Vulvovaginitis inflammation of the vagina and external genitalia.

Vulvovaginitis inflammation of the vagina and external genitalia.

Risk factors.

Factors predisposing to its occurrence of vulvovaginitis.

dysbiosis of the intestine and urinary system (excessive use of antibiotics.

prolonged use of hormones.

violation of aeration of the genital tract (it is undesirable to sleep in shorts, often use diapers.

the use of vaginal tampons (create a nourishing blood environment for the reproduction of microorganisms, reduce the access of oxygen.

non-compliance with hygiene.

Surfacing of the genitals (leaching of useful microflora by frequent washing with soap, douching.

abnormal ovarian function.

Manifestations of vulvovaginitis.

Women with vulvovaginitis usually complain of copious discharge from the genital tract for a long time (sometimes several years), often with an unpleasant odor, intensifying after sexual intercourse and / or during menstruation.

They are also concerned about itching, discomfort in the genital area and (or) the vagina, and urination disorders.

The duration and severity of manifestations of vulvovaginitis are extremely diverse.

Diagnosis is carried out by a gynecologist. Seed is separated from the genital tract.

Immunofluorescent and immunoenzymatic studies are carried out during the examination for the presence of a specific infection (chlamydia, mycoplasma,

To clarify the condition of the mucosa use additional instrumental methods.

Highly specific are the MFA method (fluorescent antibody method), DNA diagnostics.

Treatment of vulvovaginitis.

Treatment of vulvovaginitis begins with antimicrobial therapy.

Antibiotics are prescribed in combination with immunocorrectors (viferon), hepatoprotectors, liver scavengers (Essentiale, karsil), polyvitamins, antifungal agents (nizoral, mycosyst). For the prevention of dysbiosis it is recommended to use linex, hilak forte, acidophilic sour-milk products and biologically active additives (acidophilus, floradophilus, laminolact.

In parallel with the use of antibiotics, a mandatory sanation of the vagina in the conditions of the gynecological chair with a solution of 3 per cent hydrogen peroxide and local application of antibiotics (preferably in the form of ointments or aqueous solutions) is carried out. Less commonly used powders using crushed tableted forms), antifungal agents (clotrimazole, gyno-pevaril, nystatin or levorin ointment.
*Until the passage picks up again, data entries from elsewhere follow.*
//! Threshold monitors
//!
//! Background evaluation loops that poll a metric source on a fixed tick,
//! feed readings through the alert state machine, and publish threshold
//! events. One monitor owns one source; monitors share nothing but the
//! dispatcher they publish to.

pub mod cpu;
pub mod network;

pub use cpu::CpuThresholdMonitor;
pub use network::NetworkThresholdMonitor;

use crate::alerts::types::{FiredAlert, MetricKey, ThresholdConfig};
use crate::alerts::NotificationFanout;
use crate::error::MetricError;
use crate::events::{EventDispatcher, EventKind, MetricEvent};

use std::sync::{Arc, Condvar, Mutex};
use std::time::Duration;

pub(crate) fn is_cpu_metric(metric: MetricKey) -> bool {
    matches!(
        metric,
        MetricKey::CpuTotal | MetricKey::CpuSustained | MetricKey::CpuCore | MetricKey::CpuProcess
    )
}

pub(crate) fn is_network_metric(metric: MetricKey) -> bool {
    !is_cpu_metric(metric)
}

/// Split a threshold set between the CPU and network monitors
pub fn partition_thresholds(
    thresholds: Vec<(String, ThresholdConfig)>,
) -> (
    Vec<(String, ThresholdConfig)>,
    Vec<(String, ThresholdConfig)>,
) {
    thresholds
        .into_iter()
        .partition(|(_, config)| is_cpu_metric(config.metric))
}

/// Interruptible sleep shared between a monitor and its worker thread
///
/// `wait_timeout` returns early (with `true`) as soon as `stop` is called,
/// so worker shutdown latency is bounded by lock contention rather than the
/// tick interval.
#[derive(Clone)]
pub(crate) struct ShutdownSignal {
    inner: Arc<(Mutex<bool>, Condvar)>,
}

impl ShutdownSignal {
    pub(crate) fn new() -> Self {
        Self {
            inner: Arc::new((Mutex::new(false), Condvar::new())),
        }
    }

    /// Request shutdown and wake any waiting worker
    pub(crate) fn stop(&self) {
        let (lock, cvar) = &*self.inner;
        let mut stopped = lock.lock().unwrap_or_else(|e| e.into_inner());
        *stopped = true;
        cvar.notify_all();
    }

    pub(crate) fn is_stopped(&self) -> bool {
        let (lock, _) = &*self.inner;
        *lock.lock().unwrap_or_else(|e| e.into_inner())
    }

    /// Sleep for up to `timeout`; returns true if shutdown was requested
    pub(crate) fn wait_timeout(&self, timeout: Duration) -> bool {
        let (lock, cvar) = &*self.inner;
        let mut stopped = lock.lock().unwrap_or_else(|e| e.into_inner());
        let deadline = std::time::Instant::now() + timeout;
        while !*stopped {
            let remaining = deadline.saturating_duration_since(std::time::Instant::now());
            if remaining.is_zero() {
                return false;
            }
            let (guard, result) = cvar
                .wait_timeout(stopped, remaining)
                .unwrap_or_else(|e| e.into_inner());
            stopped = guard;
            if result.timed_out() && !*stopped {
                return false;
            }
        }
        true
    }
}

/// Publish a fired alert as an event and deliver it to notification channels
pub(crate) fn publish_fired(
    dispatcher: &EventDispatcher,
    notifiers: &NotificationFanout,
    source: &str,
    alert: &FiredAlert,
) {
    let context = &alert.context;
    let mut event = MetricEvent::new(EventKind::ThresholdExceeded, source)
        .with_message(alert.message())
        .with_data("name", serde_json::json!(alert.name))
        .with_data("kind", serde_json::json!(alert.config.kind.to_string()))
        .with_data("severity", serde_json::json!(alert.config.severity.to_string()))
        .with_data("threshold", serde_json::json!(alert.config.threshold))
        .with_data("value", serde_json::json!(alert.value))
        .with_data(
            "exceeded_secs",
            serde_json::json!(alert.exceeded_for.as_secs_f64()),
        );

    if let Some(core_id) = context.core_id {
        event = event.with_data("core_id", serde_json::json!(core_id));
    }
    if let Some(pid) = context.pid {
        event = event.with_data("pid", serde_json::json!(pid));
    }
    if let Some(name) = &context.process_name {
        event = event.with_data("process_name", serde_json::json!(name));
    }
    if let Some(name) = &context.interface_name {
        event = event.with_data("interface_name", serde_json::json!(name));
    }

    dispatcher.publish(event);
    notifiers.notify_all(alert);
}

/// Log a failed check and publish a collection error event
pub(crate) fn report_check_failure(
    dispatcher: &EventDispatcher,
    source: &str,
    check: &str,
    error: &MetricError,
) {
    log::warn!("{}: {} check failed: {}", source, check, error);
    dispatcher.publish(
        MetricEvent::new(EventKind::CollectionError, source)
            .with_message(format!("{} check failed: {}", check, error))
            .with_data("check", serde_json::json!(check)),
    );
}
//! Command handlers
//!
//! Each command handler orchestrates the execution of a CLI command.

pub mod rules;
pub mod watch;

pub use rules::{run_check, run_init, run_rules};
pub use watch::run_watch;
Duration of treatment is 10 days.

After the course of antimicrobial therapy, the normal vaginal microflora is restored by administering a solution of lactobacterin (10 doses) or biovestin-lacto.

After 2 3 weeks after the end of treatment for control of cure, a control microbiological examination of the smear and sowing of the vaginal discharge are prescribed.

Treatment of Candida vulvovaginitis.

Candidiasis vulvovaginitis has a fairly clearly traced connection with the use of antibiotics, problems of the gastrointestinal tract and phases of the menstrual cycle (often exacerbations occur in the premenstrual period.

Antifungal agents are prescribed for the allocation of fungi. In addition, it is possible to use hepatoprotectors, vitamins, immunocorrectors (viferon.

If the exacerbation of candidiasis vulvovaginitis coincides with menstruation, vaginal treatments can be replaced by the administration of turgidin suppositories and external application of clotrimazole or candida within 6-10 days, followed by the administration of lactobacterin.

With vulvovaginitis, therapy with laser and (or) photophoresis of drugs (taking into account the nature of the isolated microflora) in combination with immunocorrective and restorative treatment, as well as with restoration of normal microflora of the gastrointestinal tract and vagina, has a good effect.